I don't know if this is something I'm not correctly tagging in my music. But, whenever I'm browsing "albums" in Windows Media Player 11 it shows like 12-15 album covers for 1 album.

This relates to any album that has various artists on it. Why does WMP11 do this and how can I straighten this up?


----------



## Jon1001 (Jun 28, 2007)

In media player, when you have a compilation album, it uses 2 different artist tags, 'album artist' and 'contributing artist'. Album artist will just be 'Various Artists' as it is the name of the artist who made the album. Contributing artist is who the songs are by so each of the songs on a compilation album will have different contributing artists. It sounds like you have you songs listed in order of contributing artist. If you change them to be in order of album (by clicking on the album tab), it should group the songs on those albums together. Hope this helps.


----------



## Imola Ghost (Sep 15, 2007)

I clicked on the "album" header and all it did was arrange the albums by alphabetical going either A-Z or Z-A. So this didn't work as I want it to. I appreciate your help as this has really bothered me about WMP11.

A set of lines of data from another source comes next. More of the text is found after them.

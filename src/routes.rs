//! Route tables: todo CRUD plus health, readiness, and version.

use crate::handlers::{create, delete as delete_handler, hello, list, read, update};
use crate::state::AppState;
use axum::{extract::State, routing::get, Json, Router};
use serde::Serialize;
use tower_http::limit::RequestBodyLimitLayer;

const BODY_LIMIT_BYTES: usize = 64 * 1024;

/// Todo CRUD routes, including the root greeting.
pub fn todo_routes(state: AppState) -> Router {
    Router::new()
        .route("/", get(hello))
        .route("/todos", get(list).post(create))
        .route("/todos/:id", get(read).put(update).delete(delete_handler))
        .layer(RequestBodyLimitLayer::new(BODY_LIMIT_BYTES))
        .with_state(state)
}

#[derive(Serialize)]
struct HealthBody {
    status: &'static str,
}

#[derive(Serialize)]
struct ReadyBody {
    status: &'static str,
    #[serde(skip_serializing_if = "Option::is_none")]
    database: Option<&'static str>,
}

async fn health() -> Json<HealthBody> {
    Json(HealthBody { status: "ok" })
}

async fn ready(
    State(state): State<AppState>,
) -> Result<Json<ReadyBody>, (axum::http::StatusCode, Json<ReadyBody>)> {
    if sqlx::query("SELECT 1")
        .fetch_optional(state.store.pool())
        .await
        .is_err()
    {
        return Err((
            axum::http::StatusCode::SERVICE_UNAVAILABLE,
            Json(ReadyBody {
                status: "degraded",
                database: Some("unavailable"),
            }),
        ));
    }
    Ok(Json(ReadyBody {
        status: "ok",
        database: Some("ok"),
    }))
}

async fn version() -> Json<serde_json::Value> {
    Json(serde_json::json!({
        "name": env!("CARGO_PKG_NAME"),
        "version": env!("CARGO_PKG_VERSION")
    }))
}

/// Operational routes: GET /health, GET /ready, GET /version.
pub fn common_routes(state: AppState) -> Router {
    Router::new()
        .route("/health", get(health))
        .route("/ready", get(ready))
        .route("/version", get(version))
        .with_state(state)
}

/// Full application router.
pub fn app(state: AppState) -> Router {
    Router::new()
        .merge(common_routes(state.clone()))
        .merge(todo_routes(state))
}
//! Minimal todo CRUD service over SQLite.

pub mod error;
pub mod handlers;
pub mod model;
pub mod routes;
pub mod state;
pub mod store;

pub use error::AppError;
pub use model::{TodoItem, TodoPayload};
pub use routes::{app, common_routes, todo_routes};
pub use state::AppState;
pub use store::TodoStore;
//! Service entrypoint: env config, tracing, pool, schema init, serve.

use todo_api::{app, AppState, TodoStore};
use tokio::net::TcpListener;
use tracing_subscriber::EnvFilter;

#[tokio::main]
async fn main() -> Result<(), Box<dyn std::error::Error>> {
    dotenvy::dotenv().ok();
    tracing_subscriber::fmt()
        .with_env_filter(
            EnvFilter::try_from_default_env().unwrap_or_else(|_| EnvFilter::new("todo_api=info")),
        )
        .init();

    let database_url =
        std::env::var("DATABASE_URL").unwrap_or_else(|_| "sqlite://todos.db".into());
    let store = TodoStore::connect(&database_url).await?;
    store.initialize().await?;
    let state = AppState { store };

    let bind_addr = std::env::var("BIND_ADDR").unwrap_or_else(|_| "0.0.0.0:3000".into());
    let listener = TcpListener::bind(&bind_addr).await?;
    tracing::info!("listening on {}", listener.local_addr()?);
    axum::serve(listener, app(state)).await?;
    Ok(())
}
use todo_api::{TodoPayload, TodoStore};

async fn mem_store() -> TodoStore {
    let pool = sqlx::sqlite::SqlitePoolOptions::new()
        .max_connections(1)
        .connect("sqlite::memory:")
        .await
        .unwrap();
    let store = TodoStore::new(pool);
    store.initialize().await.unwrap();
    store
}

fn payload(item: &str, complete: bool) -> TodoPayload {
    TodoPayload {
        item: Some(item.to_string()),
        complete,
    }
}

#[tokio::test]
async fn initialize_seeds_three_rows() {
    let store = mem_store().await;
    let mut rows = store.list_all().await.unwrap();
    rows.sort_by_key(|t| t.id);

    assert_eq!(rows.len(), 3);
    assert_eq!(rows[0].id, 1);
    assert_eq!(rows[0].item.as_deref(), Some("Do this"));
    assert_eq!(rows[1].id, 2);
    assert_eq!(rows[1].item.as_deref(), Some("Do that"));
    assert_eq!(rows[2].id, 3);
    assert_eq!(rows[2].item.as_deref(), Some("Do something else"));
    assert!(rows.iter().all(|t| !t.complete));
}

#[tokio::test]
async fn initialize_again_is_noop() {
    let store = mem_store().await;
    store.initialize().await.unwrap();

    assert_eq!(store.list_all().await.unwrap().len(), 3);
}

#[tokio::test]
async fn initialize_does_not_resurrect_deleted_seed() {
    let store = mem_store().await;
    assert!(store.delete(1).await.unwrap());

    store.initialize().await.unwrap();
    assert!(store.get(1).await.unwrap().is_none());
    assert_eq!(store.list_all().await.unwrap().len(), 2);
}

#[tokio::test]
async fn create_assigns_ids_after_seeds() {
    let store = mem_store().await;
    let first = store.create(&payload("First", false)).await.unwrap();
    let second = store.create(&payload("Second", true)).await.unwrap();

    assert_eq!(first.id, 4);
    assert_eq!(second.id, 5);
}

#[tokio::test]
async fn get_after_create_matches_payload() {
    let store = mem_store().await;
    let created = store.create(&payload("Buy milk", false)).await.unwrap();

    let fetched = store.get(created.id).await.unwrap().unwrap();
    assert_eq!(fetched, created);
    assert_eq!(fetched.item.as_deref(), Some("Buy milk"));
    assert!(!fetched.complete);
}

#[tokio::test]
async fn get_missing_returns_none() {
    let store = mem_store().await;
    assert!(store.get(999).await.unwrap().is_none());
}

#[tokio::test]
async fn update_overwrites_fields_and_preserves_id() {
    let store = mem_store().await;
    let updated = store
        .update(2, &payload("Done deal", true))
        .await
        .unwrap()
        .unwrap();

    assert_eq!(updated.id, 2);
    assert_eq!(updated.item.as_deref(), Some("Done deal"));
    assert!(updated.complete);

    let fetched = store.get(2).await.unwrap().unwrap();
    assert_eq!(fetched, updated);
}

#[tokio::test]
async fn update_can_clear_item() {
    let store = mem_store().await;
    let updated = store
        .update(
            1,
            &TodoPayload {
                item: None,
                complete: false,
            },
        )
        .await
        .unwrap()
        .unwrap();

    assert!(updated.item.is_none());
}

#[tokio::test]
async fn update_missing_returns_none_and_leaves_rows() {
    let store = mem_store().await;
    let result = store.update(999, &payload("Nope", true)).await.unwrap();
    assert!(result.is_none());

    let rows = store.list_all().await.unwrap();
    assert_eq!(rows.len(), 3);
    assert!(rows.iter().all(|t| !t.complete));
}

#[tokio::test]
async fn delete_then_get_returns_none() {
    let store = mem_store().await;
    assert!(store.delete(1).await.unwrap());
    assert!(store.get(1).await.unwrap().is_none());
    assert_eq!(store.list_all().await.unwrap().len(), 2);
}

#[tokio::test]
async fn delete_missing_returns_false() {
    let store = mem_store().await;
    assert!(!store.delete(999).await.unwrap());
    assert_eq!(store.list_all().await.unwrap().len(), 3);
}
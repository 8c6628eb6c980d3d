//! The todo entity and its request payload.

use serde::{Deserialize, Serialize};
use sqlx::FromRow;

/// A persisted todo row. JSON uses lowercase field names; the table keeps
/// the `Id`/`Item`/`Complete` column casing of the original deployment.
#[derive(Debug, Clone, PartialEq, Serialize, Deserialize, FromRow)]
pub struct TodoItem {
    #[sqlx(rename = "Id")]
    pub id: i64,
    #[sqlx(rename = "Item")]
    pub item: Option<String>,
    #[sqlx(rename = "Complete")]
    pub complete: bool,
}

/// Mutable fields accepted on create and update. An `id` in the request
/// body is ignored; the store assigns and owns the key.
#[derive(Debug, Clone, Deserialize)]
pub struct TodoPayload {
    #[serde(default)]
    pub item: Option<String>,
    #[serde(default)]
    pub complete: bool,
}
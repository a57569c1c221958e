use serde::Deserialize;

/// A candidate quote as returned by the external source.
///
/// Both fields are required; a payload with missing or null fields is a
/// decode failure, not a partially-usable candidate.
#[derive(Debug, Clone, Deserialize, PartialEq, Eq)]
pub struct SourceQuote {
    pub text: String,
    pub author: String,
}
//! Quotable server - axum HTTP app wiring.
//!
//! Exposed as a library so integration tests can build the router against
//! a throwaway database and a mock quote source.

pub mod api;
pub mod config;
pub mod error;
pub mod main_lib;

pub use main_lib::{build_state, build_state_with_source, init_tracing, AppState};
use thiserror::Error;

/// Errors that can occur while fetching fallback quotes.
#[derive(Error, Debug)]
pub enum SourceError {
    /// The request could not be sent or the connection failed.
    #[error("Quote source request failed: {0}")]
    Request(String),

    /// The source answered with a non-success status code.
    #[error("Quote source returned status {status}")]
    Status { status: u16 },

    /// The response body was not the expected list of quote objects.
    #[error("Failed to decode quote source response: {0}")]
    Decode(String),

    /// The source answered successfully but with zero candidates.
    /// Selection over an empty list is undefined, so this surfaces as a fault.
    #[error("Quote source returned no quotes")]
    Empty,
}

impl From<reqwest::Error> for SourceError {
    fn from(err: reqwest::Error) -> Self {
        if err.is_decode() {
            SourceError::Decode(err.to_string())
        } else {
            SourceError::Request(err.to_string())
        }
    }
}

I've got about 120gb's of music and quite a few are Soundtracks, Compliations, & Tribute albums that have many different artist on it. I hate that mp11 shows the same album cover many times over depending on how many artists are on that album.

I don't even see a "contributing artist" tag when right clicking a song in wmp11? So they don't even give you an option to change those. Another thing is that changing my "album artist" to "various artists" it will mess up other mp3 players song information while displaying it on the screen. Take for instance if I change all of my "various artist" albums to say "various artists" in the "album artist" field then I wouldn't know who was playing what when loaded on my Iphone/Ipod. It was just show "various artitsts".

I just checked Itunes and my Tag & Rename and neither one of these support a field for "contributing artist"?

I don't get their reasoning behind not grouping these albums.


----------



## stantley (May 22, 2005)

If you have 120GB of music I wouldn't use WMP at all. WMP is an OK media player, but the music database isn't very good, especially version 11. If you have iTunes and an iPod why not just stick with iTunes?

If you don't like iTunes try Mediamonkey.


----------



## Imola Ghost (Sep 15, 2007)

Well I don't necessarily like WMP11 but I don't have much choice when my music is networked thru the xbox 360 with Media Center. That's just how those 2 machines talk to on another and mp11 organizes the albums that way.


----------



## stantley (May 22, 2005)

If you have Vista you're stuck with WMP 11, but if you have XP you could go back to version 10 which works much better.


----------